There are two things that every notary should do:
- Know the law in your state as it relates to notary duties and responsibilites.
- Follow the law.
If that creates a conflict with your client’s instructions or a request from your boss or a customer, explain to them what the conflict is. Don’t let yourself be pushed by anyone to break the law as you understand it.
If you have questions about what the rules are for a given situation after reading the law and any notary handbook provided by your state, seek out answers from trusted authorities. These are:
First, the Secretary of State and Attorney General of your state;
Second, an attorney who is licensed in your state;
Fourth, the Codes and model laws that those groups and others have created.
Start with the first. Then try the second. If they can’t or don’t answer, research with the third. This is where having a paid membership with the professional groups comes in handy, as it will generally get you access to a help desk and their online archive of materials (newsletters, articles, ebooks), as well as discounts on books that you should have on your reference shelf in your office.

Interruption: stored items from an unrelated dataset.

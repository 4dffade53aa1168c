use serde_json::Value;

/// Severity, ordered from most to least severe.
#[derive(Debug, Clone, Copy, PartialEq, Eq, PartialOrd, Ord)]
pub enum LogLevel {
    Error,
    Warn,
    Info,
    Debug,
}

impl LogLevel {
    pub fn parse(raw: &str) -> Self {
        match raw.trim().to_lowercase().as_str() {
            "error" => LogLevel::Error,
            "warn" | "warning" => LogLevel::Warn,
            "debug" | "trace" => LogLevel::Debug,
            _ => LogLevel::Info,
        }
    }

    fn from_env() -> Self {
        std::env::var("LOG_LEVEL")
            .map(|raw| Self::parse(&raw))
            .unwrap_or(LogLevel::Info)
    }

    fn label(self) -> &'static str {
        match self {
            LogLevel::Error => "ERROR",
            LogLevel::Warn => "WARN",
            LogLevel::Info => "INFO",
            LogLevel::Debug => "DEBUG",
        }
    }
}

/// Stderr logger. Stdout belongs to the MCP channel, so nothing here may
/// write to it.
#[derive(Debug, Clone)]
pub struct Logger {
    context: String,
    level: LogLevel,
}

impl Logger {
    pub fn new(context: &str) -> Self {
        Self {
            context: context.to_string(),
            level: LogLevel::from_env(),
        }
    }

    pub fn with_level(mut self, level: LogLevel) -> Self {
        self.level = level;
        self
    }

    pub fn child(&self, suffix: &str) -> Self {
        let context = if suffix.is_empty() {
            self.context.clone()
        } else {
            format!("{}:{}", self.context, suffix)
        };
        Self {
            context,
            level: self.level,
        }
    }

    pub fn context(&self) -> &str {
        &self.context
    }

    pub fn enabled(&self, level: LogLevel) -> bool {
        level <= self.level
    }

    fn log(&self, level: LogLevel, message: &str, meta: Option<&Value>) {
        if !self.enabled(level) {
            return;
        }
        eprintln!("{}", self.format_line(level, message, meta));
    }

    fn format_line(&self, level: LogLevel, message: &str, meta: Option<&Value>) -> String {
        let meta_suffix = meta
            .filter(|m| !m.is_null())
            .map(|m| format!(" {}", m))
            .unwrap_or_default();
        format!(
            "[{}] {} [{}] {}{}",
            chrono::Utc::now().to_rfc3339(),
            level.label(),
            self.context,
            message,
            meta_suffix
        )
    }

    pub fn error(&self, message: &str, meta: Option<&Value>) {
        self.log(LogLevel::Error, message, meta);
    }

    pub fn warn(&self, message: &str, meta: Option<&Value>) {
        self.log(LogLevel::Warn, message, meta);
    }

    pub fn info(&self, message: &str, meta: Option<&Value>) {
        self.log(LogLevel::Info, message, meta);
    }

    pub fn debug(&self, message: &str, meta: Option<&Value>) {
        self.log(LogLevel::Debug, message, meta);
    }
}
use crate::errors::ToolError;
use crate::services::logger::Logger;
use crate::services::nable_client::NableClient;
use crate::utils::params::{path_segment, present_str};
use crate::utils::tool_errors::unrouted_tool_error;
use serde_json::{Map, Value};
use std::sync::Arc;

const RECORD_TOOLS: &[&str] = &["nable_get_medical_records"];

pub const RECORD_SECTIONS: &[&str] = &["prescriptions", "vitals", "insurance"];

#[derive(Clone)]
pub struct RecordManager {
    logger: Logger,
    client: Arc<NableClient>,
}

/// Insurance lives beside the patient, not under medical-records.
pub fn record_path(patient_id: &str, section: &str) -> String {
    if section == "insurance" {
        format!("/patients/{}/insurance", patient_id)
    } else {
        format!("/patients/{}/medical-records/{}", patient_id, section)
    }
}

impl RecordManager {
    pub fn new(logger: Logger, client: Arc<NableClient>) -> Self {
        Self {
            logger: logger.child("records"),
            client,
        }
    }

    pub async fn handle_action(
        &self,
        tool: &str,
        args: Map<String, Value>,
    ) -> Result<Value, ToolError> {
        if tool != "nable_get_medical_records" {
            return Err(unrouted_tool_error("records", tool, RECORD_TOOLS));
        }
        let patient_id = path_segment(&args, "patient_id")?;

        match present_str(&args, "type").unwrap_or("all") {
            "all" => {
                let mut out = Map::new();
                for section in RECORD_SECTIONS {
                    let envelope = self
                        .client
                        .get(&record_path(&patient_id, section), None)
                        .await?;
                    out.insert((*section).to_string(), envelope.into_value());
                }
                Ok(Value::Object(out))
            }
            _ => {
                let section = path_segment(&args, "type")?;
                Ok(self
                    .client
                    .get(&record_path(&patient_id, &section), None)
                    .await?
                    .into_value())
            }
        }
    }
}

#[async_trait::async_trait]
impl crate::services::tool_executor::ToolHandler for RecordManager {
    fn tools(&self) -> &'static [&'static str] {
        RECORD_TOOLS
    }

    async fn handle(&self, tool: &str, args: Map<String, Value>) -> Result<Value, ToolError> {
        self.logger
            .debug("handle_action", Some(&Value::String(tool.to_string())));
        self.handle_action(tool, args).await
    }
}
use crate::errors::ToolError;
use crate::services::logger::Logger;
use crate::services::nable_client::NableClient;
use crate::utils::params::path_segment;
use crate::utils::tool_errors::unrouted_tool_error;
use serde_json::{Map, Value};
use std::sync::Arc;

const MESSAGE_TOOLS: &[&str] = &["nable_get_patient_messages", "nable_send_message"];

#[derive(Clone)]
pub struct MessageManager {
    logger: Logger,
    client: Arc<NableClient>,
}

impl MessageManager {
    pub fn new(logger: Logger, client: Arc<NableClient>) -> Self {
        Self {
            logger: logger.child("messages"),
            client,
        }
    }

    pub async fn handle_action(
        &self,
        tool: &str,
        mut args: Map<String, Value>,
    ) -> Result<Value, ToolError> {
        let patient_id = match tool {
            "nable_get_patient_messages" | "nable_send_message" => {
                path_segment(&args, "patient_id")?
            }
            _ => return Err(unrouted_tool_error("messages", tool, MESSAGE_TOOLS)),
        };
        let path = format!("/patients/{}/messages", patient_id);

        let result = if tool == "nable_send_message" {
            args.remove("patient_id");
            self.client.post(&path, Some(&args)).await?
        } else {
            self.client.get(&path, None).await?
        };
        Ok(result.into_value())
    }
}

#[async_trait::async_trait]
impl crate::services::tool_executor::ToolHandler for MessageManager {
    fn tools(&self) -> &'static [&'static str] {
        MESSAGE_TOOLS
    }

    async fn handle(&self, tool: &str, args: Map<String, Value>) -> Result<Value, ToolError> {
        self.logger
            .debug("handle_action", Some(&Value::String(tool.to_string())));
        self.handle_action(tool, args).await
    }
}
//! MCP server exposing the nAble clinic API as assistant tools.

pub mod app;
pub mod constants;
pub mod errors;
pub mod managers;
pub mod mcp;
pub mod services;
pub mod utils;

If you still have questions, look up the Codes and read them. (I have stored the most recent versions that I could find in this folder: Notary Codes. You may want to do your own research to see if there are more recent versions available.) While these Codes are NOT law and do NOT take the place of knowing the law in your state, they do offer some idea of the currently-recommended Best Practices from the professional groups that created them — and many states have adopted one or the other of these Codes in whole or in part as their own state laws.

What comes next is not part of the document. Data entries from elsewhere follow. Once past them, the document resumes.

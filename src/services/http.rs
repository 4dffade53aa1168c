use crate::constants::http::{ACCEPT_JSON, FORM_CONTENT_TYPE};
use crate::errors::ToolError;
use async_trait::async_trait;
use reqwest::header::{ACCEPT, AUTHORIZATION, CONTENT_TYPE};
use reqwest::{Client, Method};

/// One outgoing HTTP exchange, already resolved to an absolute URL.
#[derive(Debug, Clone, PartialEq, Eq)]
pub struct HttpRequest {
    pub method: Method,
    pub url: String,
    pub bearer: Option<String>,
    pub query: Vec<(String, String)>,
    pub form: Vec<(String, String)>,
}

impl HttpRequest {
    pub fn new(method: Method, url: impl Into<String>) -> Self {
        Self {
            method,
            url: url.into(),
            bearer: None,
            query: Vec::new(),
            form: Vec::new(),
        }
    }

    pub fn bearer(mut self, token: impl Into<String>) -> Self {
        self.bearer = Some(token.into());
        self
    }

    pub fn query(mut self, pairs: Vec<(String, String)>) -> Self {
        self.query = pairs;
        self
    }

    pub fn form(mut self, pairs: Vec<(String, String)>) -> Self {
        self.form = pairs;
        self
    }
}

#[derive(Debug, Clone, PartialEq, Eq)]
pub struct HttpResponse {
    pub status: u16,
    pub body: String,
}

/// Network seam under the authenticated client. Implementations return a
/// response for every HTTP status and fail only when no response arrives.
#[async_trait]
pub trait HttpTransport: Send + Sync {
    async fn send(&self, request: HttpRequest) -> Result<HttpResponse, ToolError>;
}

#[derive(Clone)]
pub struct ReqwestTransport {
    client: Client,
}

impl ReqwestTransport {
    pub fn new() -> Result<Self, ToolError> {
        let client = Client::builder()
            .user_agent(concat!("nable-mcp/", env!("CARGO_PKG_VERSION")))
            .build()
            .map_err(|err| ToolError::internal(format!("Failed to build HTTP client: {}", err)))?;
        Ok(Self { client })
    }
}

#[async_trait]
impl HttpTransport for ReqwestTransport {
    async fn send(&self, request: HttpRequest) -> Result<HttpResponse, ToolError> {
        let mut req = self
            .client
            .request(request.method, &request.url)
            .header(ACCEPT, ACCEPT_JSON);
        if let Some(token) = &request.bearer {
            req = req.header(AUTHORIZATION, format!("Bearer {}", token));
        }
        if !request.query.is_empty() {
            req = req.query(&request.query);
        }
        if !request.form.is_empty() {
            let encoded = serde_urlencoded::to_string(&request.form)
                .map_err(|err| ToolError::invalid_params(format!("Unencodable form: {}", err)))?;
            req = req.header(CONTENT_TYPE, FORM_CONTENT_TYPE).body(encoded);
        }

        let response = req.send().await.map_err(map_reqwest_error)?;
        let status = response.status().as_u16();
        let body = response.text().await.map_err(map_reqwest_error)?;
        Ok(HttpResponse { status, body })
    }
}

pub(crate) fn map_reqwest_error(err: reqwest::Error) -> ToolError {
    if err.is_timeout() {
        return ToolError::timeout(format!("HTTP request timed out: {}", err));
    }
    ToolError::transport(err.to_string())
}
use crate::errors::ToolError;
use crate::services::logger::Logger;
use crate::services::nable_client::NableClient;
use crate::utils::params::{is_present, path_segment, retain_present};
use crate::utils::tool_errors::unrouted_tool_error;
use serde_json::{Map, Value};
use std::sync::Arc;

const PATIENT_TOOLS: &[&str] = &[
    "nable_search_patient",
    "nable_get_patient",
    "nable_create_patient",
];

#[derive(Clone)]
pub struct PatientManager {
    logger: Logger,
    client: Arc<NableClient>,
}

impl PatientManager {
    pub fn new(logger: Logger, client: Arc<NableClient>) -> Self {
        Self {
            logger: logger.child("patients"),
            client,
        }
    }

    pub async fn handle_action(
        &self,
        tool: &str,
        args: Map<String, Value>,
    ) -> Result<Value, ToolError> {
        match tool {
            "nable_search_patient" => {
                let query = search_query(&args);
                Ok(self
                    .client
                    .get("/patients/search", Some(&query))
                    .await?
                    .into_value())
            }
            "nable_get_patient" => {
                let patient_id = path_segment(&args, "patient_id")?;
                Ok(self
                    .client
                    .get(&format!("/patients/{}", patient_id), None)
                    .await?
                    .into_value())
            }
            "nable_create_patient" => Ok(self
                .client
                .post("/patients", Some(&args))
                .await?
                .into_value()),
            _ => Err(unrouted_tool_error("patients", tool, PATIENT_TOOLS)),
        }
    }
}

/// An account number identifies the patient on its own; otherwise every
/// supplied field narrows the search.
pub fn search_query(args: &Map<String, Value>) -> Map<String, Value> {
    if let Some(account) = args.get("account_number").filter(|v| is_present(v)) {
        let mut query = Map::new();
        query.insert("account_number".to_string(), account.clone());
        return query;
    }
    retain_present(args)
}

#[async_trait::async_trait]
impl crate::services::tool_executor::ToolHandler for PatientManager {
    fn tools(&self) -> &'static [&'static str] {
        PATIENT_TOOLS
    }

    async fn handle(&self, tool: &str, args: Map<String, Value>) -> Result<Value, ToolError> {
        self.logger
            .debug("handle_action", Some(&Value::String(tool.to_string())));
        self.handle_action(tool, args).await
    }
}
use serde::Serialize;
use std::fmt;

#[derive(Debug, Clone, Copy, PartialEq, Eq, Serialize)]
#[repr(i32)]
pub enum ErrorCode {
    ParseError = -32700,
    InvalidRequest = -32600,
    MethodNotFound = -32601,
    InvalidParams = -32602,
    InternalError = -32603,
}

impl ErrorCode {
    pub fn as_i32(self) -> i32 {
        self as i32
    }
}

#[derive(Debug, Clone, Serialize)]
pub struct McpError {
    pub code: ErrorCode,
    pub message: String,
}

impl McpError {
    pub fn new(code: ErrorCode, message: impl Into<String>) -> Self {
        Self {
            code,
            message: message.into(),
        }
    }
}

impl fmt::Display for McpError {
    fn fmt(&self, f: &mut fmt::Formatter<'_>) -> fmt::Result {
        write!(f, "{}", self.message)
    }
}

impl std::error::Error for McpError {}
use crate::errors::ToolError;
use crate::managers;
use crate::mcp::catalog::tool_catalog;
use crate::services::config::NableConfig;
use crate::services::logger::Logger;
use crate::services::nable_client::NableClient;
use crate::services::tool_executor::{ToolExecutor, ToolHandler};
use std::sync::Arc;

pub struct App {
    pub logger: Logger,
    pub client: Arc<NableClient>,
    pub tool_executor: Arc<ToolExecutor>,
}

impl App {
    fn validate_tool_wiring(executor: &ToolExecutor) -> Result<(), ToolError> {
        let mut missing: Vec<String> = tool_catalog()
            .iter()
            .filter(|tool| !executor.has_tool(&tool.name))
            .map(|tool| tool.name.clone())
            .collect();
        if missing.is_empty() {
            return Ok(());
        }
        missing.sort();
        Err(ToolError::internal("Tool wiring is incomplete")
            .with_hint(
                "Every tool in tool_catalog.json must be declared by a handler.".to_string(),
            )
            .with_details(serde_json::json!({ "missing_tools": missing })))
    }

    /// Resolves configuration from the process environment and wires the
    /// handlers against a live HTTP client.
    pub fn initialize() -> Result<Self, ToolError> {
        let logger = Logger::new("nable");
        let config = NableConfig::from_env(&logger)?;
        logger.info(
            "Resolved configuration",
            Some(&serde_json::json!({
                "environment": config.environment.as_str(),
                "base_url": config.base_url,
            })),
        );
        let client = Arc::new(NableClient::new(logger.clone(), config)?);
        Self::with_client(logger, client)
    }

    pub fn with_client(logger: Logger, client: Arc<NableClient>) -> Result<Self, ToolError> {
        let handlers: Vec<Arc<dyn ToolHandler>> = vec![
            Arc::new(managers::patients::PatientManager::new(
                logger.clone(),
                client.clone(),
            )),
            Arc::new(managers::appointments::AppointmentManager::new(
                logger.clone(),
                client.clone(),
            )),
            Arc::new(managers::cycles::CycleManager::new(
                logger.clone(),
                client.clone(),
            )),
            Arc::new(managers::messages::MessageManager::new(
                logger.clone(),
                client.clone(),
            )),
            Arc::new(managers::finances::FinanceManager::new(
                logger.clone(),
                client.clone(),
            )),
            Arc::new(managers::records::RecordManager::new(
                logger.clone(),
                client.clone(),
            )),
            Arc::new(managers::options::OptionsManager::new(
                logger.clone(),
                client.clone(),
            )),
        ];

        let tool_executor = ToolExecutor::from_handlers(logger.clone(), handlers);
        Self::validate_tool_wiring(&tool_executor)?;

        Ok(Self {
            logger,
            client,
            tool_executor: Arc::new(tool_executor),
        })
    }
}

If you have enough of a legal mind to read court cases, you might also look at scholar.google.com for any cases that involve notaries in your state to see if a court there has ruled on the matter.

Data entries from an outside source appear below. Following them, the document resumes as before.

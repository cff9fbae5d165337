//! Fact extraction: walk the global namespace and report, for one file, the
//! dotted paths it defined (exports) and the paths it read that some other
//! file has to define (requires).

use hashbrown::HashSet;

use crate::core::value::{KeyId, RefId, ValueId};
use crate::vm::Vm;

#[derive(Clone, Debug, Default, PartialEq, Eq)]
pub struct Facts {
    pub requires: Vec<String>,
    pub exports: Vec<String>,
}

/// Extract the facts recorded for `key`.
///
/// A path is an export when its slot was explicitly assigned by `key`; the
/// assigned value may itself still be unresolved (`var b = A.mk();` exports
/// `b` even while `A.mk` is pending). It is a require when `key` is among the
/// readers recorded on the value. Paths whose final segment is `prototype` are never requires:
/// reading a prototype is how inheritance is wired, not a load-order
/// constraint beyond the one on the constructor itself. Names under the
/// engine-reserved `@@` prefix are skipped entirely.
pub fn extract(vm: &mut Vm, key: KeyId) -> Facts {
    let mut facts = Facts::default();
    let mut visited: HashSet<ValueId> = HashSet::new();
    let global = vm.global;
    visited.insert(global);
    let mut path: Vec<String> = Vec::new();
    walk(vm, key, global, &mut path, &mut visited, &mut facts);
    facts
}

fn walk(
    vm: &mut Vm,
    key: KeyId,
    obj: ValueId,
    path: &mut Vec<String>,
    visited: &mut HashSet<ValueId>,
    facts: &mut Facts,
) {
    let props: Vec<(String, RefId)> = match vm.arena.value(obj).props.as_ref() {
        Some(p) => p.iter().map(|(k, &r)| (k.clone(), r)).collect(),
        None => return,
    };
    for (name, r) in props {
        if name.starts_with("@@") {
            continue;
        }
        let is_prototype = name == "prototype";
        let v = vm.arena.ref_value(r);
        path.push(name);
        {
            let val = vm.arena.value(v);
            let slot = vm.arena.reference(r);
            if !val.is_native {
                let own_slot = slot.is_set && slot.origin == Some(key);
                // Reading back a slot this file assigned itself is not a
                // dependency on anyone.
                if val.required_by.contains(&key) && !is_prototype && !own_slot {
                    facts.requires.push(path.join("."));
                }
                if own_slot {
                    facts.exports.push(path.join("."));
                }
            }
        }
        // Facts are per path; the visited set only stops the recursion so
        // aliases and cycles stay cheap.
        if visited.insert(v) {
            walk(vm, key, v, path, visited, facts);
        }
        path.pop();
    }
}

Posting a question on Facebook or in the forums of NotaryRotary, NotaryCafe, or 123notary or other social media may help as a last resort — but be aware that the people in those online spaces are very unlikely to be lawyers or government officials charged with knowing the rules in your state. So, anything another notary tells you (whether they say it online or in person) is a a rumor at best unless they supply evidence that they have consulted one or more of the above trusted authorities. Answers received on social media will not protect you from lawsuits or other serious consequences if they turn out to be wrong.